In the words of Tom Fisher, CTO, of MapR: “What makes Edge different is the ability to enable real-time analytics. In the world of IoT, this is essential for anomaly detection and time series (trending) data.” Fisher believes that “analytics, over time, will replace the functional application logic by leveraging this same local compute for running and feeding models” based on AI and ML.
Cost savings: telecommunications, data centre capacity
When it comes to budgeting, the sky cannot be the limit. Fisher of MapR outlines how companies utilising fog appropriately can save big on telecoms: “The enterprise will find that by investing in and leveraging compute, they will create cost savings by bringing back only the data required. Data anomalies or summary performance metrics can be identified without moving the entire data set, representing a significant reduction in telecommunications costs.”

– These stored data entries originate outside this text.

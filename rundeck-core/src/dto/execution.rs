//! Execution request options

use chrono::{DateTime, Utc};
use serde::{Deserialize, Serialize};

use super::{Params, push_each, push_joined, push_opt};
use crate::domain::execution::ExecutionStatus;
use crate::timestamp;

/// Paging and status filter for a single job's executions
#[derive(Debug, Clone, Default, PartialEq, Eq, Serialize, Deserialize)]
pub struct JobExecutionsQuery {
    pub status: Option<ExecutionStatus>,
    /// Maximum number of results (server default: 20)
    pub max: Option<u32>,
    pub offset: Option<u32>,
}

impl JobExecutionsQuery {
    pub fn to_params(&self) -> Params {
        let mut params = Params::new();
        push_opt(&mut params, "status", self.status.as_ref());
        push_opt(&mut params, "max", self.max.as_ref());
        push_opt(&mut params, "offset", self.offset.as_ref());
        params
    }
}

/// Filters for querying a project's executions
#[derive(Debug, Clone, Default, PartialEq, Eq, Serialize, Deserialize)]
pub struct ExecutionQuery {
    pub status_filter: Option<ExecutionStatus>,
    pub aborted_by_filter: Option<String>,
    pub user_filter: Option<String>,
    /// Relative window such as `2w`: an integer followed by one of `h d w m y`
    pub recent_filter: Option<String>,
    pub begin: Option<DateTime<Utc>>,
    pub end: Option<DateTime<Utc>>,
    /// Include adhoc executions
    pub adhoc: Option<bool>,
    pub job_id_list_filter: Vec<String>,
    pub exclude_job_id_list_filter: Vec<String>,
    /// Full `group/name` job paths
    pub job_list_filter: Vec<String>,
    pub exclude_job_list_filter: Vec<String>,
    pub group_path: Option<String>,
    pub group_path_exact: Option<String>,
    pub exclude_group_path: Option<String>,
    pub exclude_group_path_exact: Option<String>,
    pub job_exact_filter: Option<String>,
    pub exclude_job_exact_filter: Option<String>,
    pub max: Option<u32>,
    pub offset: Option<u32>,
}

impl ExecutionQuery {
    pub fn to_params(&self) -> Params {
        let mut params = Params::new();
        push_opt(&mut params, "statusFilter", self.status_filter.as_ref());
        push_opt(&mut params, "abortedbyFilter", self.aborted_by_filter.as_ref());
        push_opt(&mut params, "userFilter", self.user_filter.as_ref());
        push_opt(&mut params, "recentFilter", self.recent_filter.as_ref());
        push_opt(&mut params, "begin", self.begin.map(|t| timestamp::format(&t)).as_ref());
        push_opt(&mut params, "end", self.end.map(|t| timestamp::format(&t)).as_ref());
        push_opt(&mut params, "adhoc", self.adhoc.as_ref());
        push_joined(&mut params, "jobIdListFilter", &self.job_id_list_filter);
        push_joined(
            &mut params,
            "excludeJobIdListFilter",
            &self.exclude_job_id_list_filter,
        );
        push_each(&mut params, "jobListFilter", &self.job_list_filter);
        push_each(&mut params, "excludeJobListFilter", &self.exclude_job_list_filter);
        push_opt(&mut params, "groupPath", self.group_path.as_ref());
        push_opt(&mut params, "groupPathExact", self.group_path_exact.as_ref());
        push_opt(&mut params, "excludeGroupPath", self.exclude_group_path.as_ref());
        push_opt(
            &mut params,
            "excludeGroupPathExact",
            self.exclude_group_path_exact.as_ref(),
        );
        push_opt(&mut params, "jobExactFilter", self.job_exact_filter.as_ref());
        push_opt(
            &mut params,
            "excludeJobExactFilter",
            self.exclude_job_exact_filter.as_ref(),
        );
        push_opt(&mut params, "max", self.max.as_ref());
        push_opt(&mut params, "offset", self.offset.as_ref());
        params
    }
}

/// Execution log output format
#[derive(Debug, Clone, Copy, PartialEq, Eq, Serialize, Deserialize)]
pub enum OutputFormat {
    Text,
    Xml,
    Json,
}

impl std::fmt::Display for OutputFormat {
    fn fmt(&self, f: &mut std::fmt::Formatter<'_>) -> std::fmt::Result {
        f.write_str(match self {
            OutputFormat::Text => "text",
            OutputFormat::Xml => "xml",
            OutputFormat::Json => "json",
        })
    }
}

/// Which slice of an execution's log output to fetch
#[derive(Debug, Clone, Default, PartialEq, Eq, Serialize, Deserialize)]
pub struct OutputOptions {
    /// Byte offset to read from; 0 is the beginning
    pub offset: Option<u64>,
    /// Lines from the end of the output; overrides `offset`
    pub lastlines: Option<u64>,
    /// Unix millisecond timestamp; only output received after it
    pub lastmod: Option<i64>,
    /// Maximum lines to read forward from `offset`
    pub maxlines: Option<u64>,
}

impl OutputOptions {
    pub fn to_params(&self, format: OutputFormat) -> Params {
        let mut params = vec![("format".to_string(), format.to_string())];
        push_opt(&mut params, "offset", self.offset.as_ref());
        push_opt(&mut params, "lastlines", self.lastlines.as_ref());
        push_opt(&mut params, "lastmod", self.lastmod.as_ref());
        push_opt(&mut params, "maxlines", self.maxlines.as_ref());
        params
    }
}

#[cfg(test)]
mod tests {
    use super::*;
    use crate::dto::lookup;
    use chrono::TimeZone;

    #[test]
    fn test_execution_query_formats_dates() {
        let query = ExecutionQuery {
            status_filter: Some(ExecutionStatus::Failed),
            begin: Some(Utc.with_ymd_and_hms(2013, 11, 2, 0, 0, 0).unwrap()),
            ..Default::default()
        };
        let params = query.to_params();

        assert_eq!(lookup(&params, "statusFilter"), Some("failed"));
        assert_eq!(lookup(&params, "begin"), Some("2013-11-02T00:00:00Z"));
        assert_eq!(lookup(&params, "end"), None);
    }

    #[test]
    fn test_execution_query_list_encodings() {
        let query = ExecutionQuery {
            job_id_list_filter: vec!["a".to_string(), "b".to_string()],
            job_list_filter: vec!["ops/backup".to_string(), "ops/restore".to_string()],
            ..Default::default()
        };
        let params = query.to_params();

        assert_eq!(lookup(&params, "jobIdListFilter"), Some("a,b"));
        let job_lists: Vec<_> = params
            .iter()
            .filter(|(k, _)| k == "jobListFilter")
            .map(|(_, v)| v.as_str())
            .collect();
        assert_eq!(job_lists, vec!["ops/backup", "ops/restore"]);
    }

    #[test]
    fn test_output_params_lead_with_format() {
        let options = OutputOptions {
            lastlines: Some(50),
            ..Default::default()
        };
        let params = options.to_params(OutputFormat::Json);
        assert_eq!(params[0], ("format".to_string(), "json".to_string()));
        assert_eq!(lookup(&params, "lastlines"), Some("50"));
        assert_eq!(params.len(), 2);
    }

    #[test]
    fn test_job_executions_params() {
        let query = JobExecutionsQuery {
            status: Some(ExecutionStatus::Running),
            max: Some(5),
            offset: None,
        };
        let params = query.to_params();
        assert_eq!(lookup(&params, "status"), Some("running"));
        assert_eq!(lookup(&params, "max"), Some("5"));
        assert_eq!(lookup(&params, "offset"), None);
    }
}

As with any digital investment – and even more so given the emergent character of IoT technologies – IT decision makers must keep a macro perspective on how today’s fog computing spend will affect adjacent budget segments such as telecoms, data storage and maintenance costs.
Nevertheless, fog computing presents several tantalising opportunities for cost-saving. Vertiv’s Chintapalli goes into more detail: “Deploying smaller nodes also reduces costs; they’re simpler and faster to install than larger facilities and deployment can be efficiently replicated at each new site. Longer term, a fog computing model strategically complements organisations’ cost optimisation efforts through power, cooling and space savings.”
Decision-making: node proximity
A key benefit of fog to bear in mind is the increase in system control and adaptation which the nodes facilitate. Joe Fagan, Senior Director for EMEA Cloud Initiatives at Seagate, explains: “In some cases, it is much more efficient to process data near its source and send only the data that has value over the network to a remote data centre.” Fagan identifies an “increasing need for data to be available in real time” which “will heighten the focus on ensuring low-latency responsiveness from edge storage solutions.”
Soon gives further insight to CBR into how fog nodes aid businesses’ ability to meet these customer expectations: “The data is analysed to optimise operations and for other decision making on a real time basis, in the cloud or on a central location potentially where compute power is available. The output is then used to adjust operations real time.”
Data privacy, security and cyberattacks
Last but potentially most important of all is the data security aspect of fog computing. As with any IoT project, the presence of multiple weakly-secured devices connected to a network present more points of vulnerability for cyberattacks.
That said, Bramley sees an opportunity for cyber security through the fog. He told CBR: “An Edge-focused strategy can significantly strengthen the network by keeping major threats away from its core,” he said, “With activity taking place between local end-points, threats such as malware or infected files can be identified at an earlier stage and contained at device level, rather than contaminating the entire network.” Individual privacy can be increased by processing person-specific data in the fog, rather than it being collected and stored in a centralised database available to company staff.